**Directions for this task**
In the data that follows, find the line with "category: &str, preset: &FontPreset)"; transcribe it, every later line up to the one with "asset found, using", and that line as well, exactly and with no others.

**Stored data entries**
▼
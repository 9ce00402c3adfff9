//! Deck Commands

use crate::domain::service::ServiceRequest;

/// 生成整套崇拜幻灯片
#[derive(Debug, Clone)]
pub struct GenerateDeck {
    pub request: ServiceRequest,
}
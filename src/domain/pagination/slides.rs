//! 歌词分页（可选双语交错）

use std::collections::HashMap;

use super::SlideGroup;

/// 单语模式每页行数
pub const MONOLINGUAL_LINES_PER_SLIDE: usize = 4;

/// 双语模式每页原文行数（每行后面跟一行译文）
pub const BILINGUAL_LINES_PER_SLIDE: usize = 2;

/// 把歌词行切成固定大小的窗口，每个窗口一页
///
/// 双语模式下每行原文后紧跟其译文（来自 `translations`）。
/// 查不到译文或译文与原文相同的行只输出原文。
/// 一行永远不会被拆到两页。
pub fn paginate_lines(
    lines: &[String],
    chunk_size: usize,
    bilingual: bool,
    translations: &HashMap<String, String>,
) -> Vec<SlideGroup> {
    lines
        .chunks(chunk_size.max(1))
        .map(|window| {
            if !bilingual {
                return SlideGroup::plain(window.to_vec());
            }

            let mut body: Vec<&str> = Vec::with_capacity(window.len() * 2);
            for line in window {
                body.push(line);
                if let Some(translated) = translations.get(line) {
                    if translated.trim() != line.trim() && !translated.trim().is_empty() {
                        body.push(translated);
                    }
                }
            }
            SlideGroup::new(window.to_vec(), body.join("\n"))
        })
        .collect()
}
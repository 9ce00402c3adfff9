//! Translate Adapter - 确定性机器翻译客户端

mod google_translate_client;

pub use google_translate_client::{GoogleTranslateClient, GoogleTranslateConfig};
//! Deck Composer
//!
//! 把一次崇拜请求组装成有序的幻灯片描述。外部服务（翻译、经文、素材）全部在
//! 组装前并发完成，之后按固定顺序排列；任何外部失败都只会降级单页内容。

use futures_util::future::{join_all, try_join_all};
use std::collections::HashMap;
use std::sync::Arc;
use uuid::Uuid;

use super::{PassageService, SectionSegmenter};
use crate::application::error::ApplicationError;
use crate::application::ports::{AssetCatalogPort, SongRepositoryPort};
use crate::application::translation::TranslationResolver;
use crate::domain::scripture::{copyright_notice, normalize_reference, Passage};
use crate::domain::service::{
    bulletin_date, is_first_week, parse_service_date, sections_from_inputs, ServiceRequest, SongInput,
};
use crate::domain::slide::{COPYRIGHT_FONT_PT, SUBTITLE_FONT_PT};
use crate::domain::pagination::{BILINGUAL_LINES_PER_SLIDE, MONOLINGUAL_LINES_PER_SLIDE};
use crate::domain::{
    paginate_lines, FontHints, FontPreset, SlideDescriptor, Song, TemplateSize, TextKind,
};

/// 周报页标题字号
const BULLETIN_HEADING_PT: f32 = 30.0;

/// 周报页正文字号
const BULLETIN_BODY_PT: f32 = 20.0;

const COMMUNION_TITLE: &str = "Holy Communion";
const COMMUNION_ASSETS: &str = "Communion";
const BIBLE_TITLE: &str = "Bible Reading";
const BIBLE_ASSETS: &str = "Bible";
const OFFERING_TITLE: &str = "Offering";

/// 歌词分页设置
#[derive(Debug, Clone, Copy, PartialEq, Eq)]
pub struct CompositionSettings {
    pub lines_per_slide: usize,
    pub bilingual_lines_per_slide: usize,
}

impl Default for CompositionSettings {
    fn default() -> Self {
        Self {
            lines_per_slide: MONOLINGUAL_LINES_PER_SLIDE,
            bilingual_lines_per_slide: BILINGUAL_LINES_PER_SLIDE,
        }
    }
}

/// 组装器依赖
pub struct DeckComposer {
    resolver: Arc<TranslationResolver>,
    segmenter: Arc<SectionSegmenter>,
    passages: Arc<PassageService>,
    songs: Arc<dyn SongRepositoryPort>,
    assets: Arc<dyn AssetCatalogPort>,
    settings: CompositionSettings,
}

impl DeckComposer {
    pub fn new(
        resolver: Arc<TranslationResolver>,
        segmenter: Arc<SectionSegmenter>,
        passages: Arc<PassageService>,
        songs: Arc<dyn SongRepositoryPort>,
        assets: Arc<dyn AssetCatalogPort>,
        settings: CompositionSettings,
    ) -> Self {
        Self {
            resolver,
            segmenter,
            passages,
            songs,
            assets,
            settings,
        }
    }

    /// 组装整套幻灯片
    ///
    /// 只有请求本身无效（歌曲既没有内容也没有 id、引用的歌曲不存在）才会失败；
    /// 失败时不返回任何部分结果。
    pub async fn compose(&self, request: &ServiceRequest) -> Result<Vec<SlideDescriptor>, ApplicationError> {
        let preset = TemplateSize::from_hint(request.template_name.as_deref()).preset();

        let (songs, response_songs) = tokio::try_join!(
            self.resolve_songs(&request.songs),
            self.resolve_songs(&request.response_songs),
        )?;

        let (song_slides, response_slides, passages) = tokio::join!(
            self.songs_slides(&songs, request, &preset),
            self.songs_slides(&response_songs, request, &preset),
            self.fetch_passages(request),
        );

        // 1. 周报占位
        let mut slides = vec![SlideDescriptor::placeholder()];

        // 2. 标题页
        slides.push(SlideDescriptor::title(
            format!("{}\n{}", request.church_name.trim(), request.service_name.trim()),
            FontHints::new(preset.title),
        ));

        // 3. 诗歌
        slides.extend(song_slides);

        // 4. 圣餐（每月第一周）
        match parse_service_date(&request.date) {
            Some(date) if is_first_week(date) => {
                slides.push(self.image_slide(COMMUNION_TITLE, COMMUNION_ASSETS, &preset).await);
            }
            Some(_) => {}
            None => {
                tracing::debug!(date = %request.date, "Service date not recognised, skipping communion");
            }
        }

        // 5. 读经
        if !passages.is_empty() {
            slides.push(self.image_slide(BIBLE_TITLE, BIBLE_ASSETS, &preset).await);
            for passage in &passages {
                slides.extend(self.passage_slides(passage, &preset));
            }
            slides.extend(copyright_slides(&passages));
        }

        // 6. 回填周报
        slides[0] = bulletin_slide(request, &songs, &passages, &response_songs);

        // 7. 回应诗歌
        slides.extend(response_slides);

        // 8. 报告
        slides.extend(request.announcements.iter().map(|a| {
            match a.content.as_deref().map(str::trim).filter(|c| !c.is_empty()) {
                Some(content) => SlideDescriptor::title_and_body(
                    a.title.trim(),
                    content,
                    FontHints::with_secondary(preset.title, preset.song),
                ),
                None => SlideDescriptor::title(a.title.trim(), FontHints::new(preset.title)),
            }
        }));

        // 9. 奉献
        slides.push(SlideDescriptor::title_and_body(
            OFFERING_TITLE,
            request.offering.lines().join("\n"),
            FontHints::with_secondary(preset.title, preset.offering),
        ));

        // 10. 代祷事项
        slides.extend(
            request
                .prayer_points
                .iter()
                .map(|p| p.trim())
                .filter(|p| !p.is_empty())
                .map(|p| SlideDescriptor::title(p, FontHints::new(preset.title))),
        );

        // 11. 结束
        slides.push(SlideDescriptor::title(
            request.mingle_text.trim(),
            FontHints::new(preset.title),
        ));

        tracing::info!(
            date = %request.date,
            songs = songs.len(),
            response_songs = response_songs.len(),
            readings = passages.len(),
            slides = slides.len(),
            "Deck composed"
        );

        Ok(slides)
    }

    async fn resolve_songs(&self, inputs: &[SongInput]) -> Result<Vec<Song>, ApplicationError> {
        try_join_all(inputs.iter().map(|input| self.resolve_song(input))).await
    }

    /// 三种给法：sections、原始歌词、曲库 id
    async fn resolve_song(&self, input: &SongInput) -> Result<Song, ApplicationError> {
        let title = input.title.trim();

        if input.has_text() {
            if title.is_empty() {
                return Err(ApplicationError::validation("Song title is required"));
            }
            let sections = match input.lyrics.as_deref() {
                Some(lyrics) if !input.sections.iter().any(|s| !s.content.trim().is_empty()) => {
                    self.segmenter.segment(lyrics, TextKind::Lyrics).await
                }
                _ => sections_from_inputs(&input.sections),
            };
            return Ok(Song {
                id: input.id.clone().unwrap_or_else(|| Uuid::new_v4().to_string()),
                title: title.to_string(),
                artist: input.artist.clone(),
                ccli_number: input.ccli_number.clone(),
                sections,
            });
        }

        let Some(id) = input.id.as_deref().map(str::trim).filter(|id| !id.is_empty()) else {
            return Err(ApplicationError::validation(format!(
                "Song '{}' has no sections, lyrics or id",
                title
            )));
        };

        let record = self
            .songs
            .find_by_id(id)
            .await?
            .ok_or_else(|| ApplicationError::not_found("Song", id))?;

        let mut song = Song::from(record);
        if !title.is_empty() {
            song.title = title.to_string();
        }
        Ok(song)
    }

    async fn songs_slides(
        &self,
        songs: &[Song],
        request: &ServiceRequest,
        preset: &FontPreset,
    ) -> Vec<SlideDescriptor> {
        let per_song = join_all(songs.iter().map(|song| self.song_slides(song, request, preset))).await;
        per_song.into_iter().flatten().collect()
    }

    /// 标题页 + 每个段落分页
    async fn song_slides(&self, song: &Song, request: &ServiceRequest, preset: &FontPreset) -> Vec<SlideDescriptor> {
        let translate = request.translate;
        let language = request.language.as_str();

        let (title, translations) = if translate {
            let lines: Vec<String> = song.all_lines().cloned().collect();
            let (title, translations) = tokio::join!(
                self.resolver.resolve(&song.title, language),
                self.resolver.translation_map(&lines, language),
            );
            let title = if title.is_translated() && title.text.trim() != song.title.trim() {
                format!("{}\n{}", song.title, title.text)
            } else {
                song.title.clone()
            };
            (title, translations)
        } else {
            (song.title.clone(), HashMap::new())
        };

        let caption = song.ccli_caption();
        let title_font = if caption.is_some() {
            FontHints::with_secondary(preset.title, SUBTITLE_FONT_PT)
        } else {
            FontHints::new(preset.title)
        };

        let (chunk, body_font) = if translate {
            (self.settings.bilingual_lines_per_slide, preset.bilingual_song())
        } else {
            (self.settings.lines_per_slide, preset.song)
        };

        let mut slides = vec![SlideDescriptor::title_with_subtitle(title, caption, title_font)];
        for section in &song.sections {
            slides.extend(
                paginate_lines(section.lines(), chunk, translate, &translations)
                    .into_iter()
                    .map(|group| SlideDescriptor::body(group.into_body(), FontHints::new(body_font))),
            );
        }

        tracing::debug!(song = %song.title, slides = slides.len(), translate, "Song slides built");
        slides
    }

    /// 所有读经并发检索，顺序与请求一致；空引用和 `n` 视为没有读经
    async fn fetch_passages(&self, request: &ServiceRequest) -> Vec<Passage> {
        join_all(
            request
                .bible_readings
                .iter()
                .filter(|r| normalize_reference(&r.reference).is_some())
                .map(|r| self.passages.fetch_passage(&r.reference, &r.version)),
        )
        .await
    }

    /// 经文页；取不到经文时只保留一页带引用的标题页
    fn passage_slides(&self, passage: &Passage, preset: &FontPreset) -> Vec<SlideDescriptor> {
        let heading = passage.heading();
        let groups = self.passages.paginate(passage);
        if groups.is_empty() {
            return vec![SlideDescriptor::title(heading, FontHints::new(preset.title))];
        }

        groups
            .into_iter()
            .map(|group| {
                SlideDescriptor::title_and_body(
                    heading.clone(),
                    group.into_body(),
                    FontHints::with_secondary(preset.title, preset.bible),
                )
            })
            .collect()
    }

    /// 标题配图页；没有素材时降级为标题页
    async fn image_slide(&self, title: &str, category: &str, preset: &FontPreset) -> SlideDescriptor {
        let font = FontHints::new(preset.image_title());
        match self.assets.pick_image(category).await {
            Ok(Some(path)) => SlideDescriptor::image_right(title, path, font),
            Ok(None) => {
                tracing::warn!(category, "No image asset found, using title slide");
                SlideDescriptor::title(title, font)
            }
            Err(e) => {
                tracing::warn!(category, error = %e, "Image asset lookup failed, using title slide");
                SlideDescriptor::title(title, font)
            }
        }
    }
}

/// 每个出现过的译本一页版权声明，按首次出现顺序
fn copyright_slides(passages: &[Passage]) -> Vec<SlideDescriptor> {
    let mut versions: Vec<&str> = Vec::new();
    for passage in passages {
        if !versions.contains(&passage.version.as_str()) {
            versions.push(passage.version.as_str());
        }
    }

    versions
        .into_iter()
        .map(|version| SlideDescriptor::body(copyright_notice(version), FontHints::new(COPYRIGHT_FONT_PT)))
        .collect()
}

fn bulletin_slide(
    request: &ServiceRequest,
    songs: &[Song],
    passages: &[Passage],
    response_songs: &[Song],
) -> SlideDescriptor {
    let titles = |songs: &[Song]| {
        songs
            .iter()
            .map(|s| s.title.as_str())
            .collect::<Vec<_>>()
            .join(" / ")
    };
    let references = passages
        .iter()
        .map(|p| p.reference.as_str())
        .collect::<Vec<_>>()
        .join(" / ");

    let heading = format!(
        "{}\nWelcome to Our {}\n{}",
        request.church_name.trim(),
        request.service_name.trim(),
        bulletin_date(&request.date)
    );
    let summary = [
        format!("Worship Songs: {}", titles(songs)),
        format!("Passage: {}", references),
        format!("Speaker: {}", request.speaker.trim()),
        format!("Topic: {}", request.topic.trim()),
        format!("Response Song: {}", titles(response_songs)),
        "Announcements and Closing Prayer".to_string(),
        "Benediction".to_string(),
    ];

    SlideDescriptor::title_and_body(
        heading,
        summary.join("\n"),
        FontHints::with_secondary(BULLETIN_HEADING_PT, BULLETIN_BODY_PT),
    )
}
▲
**Written response**
    async fn image_slide(&self, title: &str, category: &str, preset: &FontPreset) -> SlideDescriptor {
        let font = FontHints::new(preset.image_title());
        match self.assets.pick_image(category).await {
            Ok(Some(path)) => SlideDescriptor::image_right(title, path, font),
            Ok(None) => {
                tracing::warn!(category, "No image asset found, using title slide");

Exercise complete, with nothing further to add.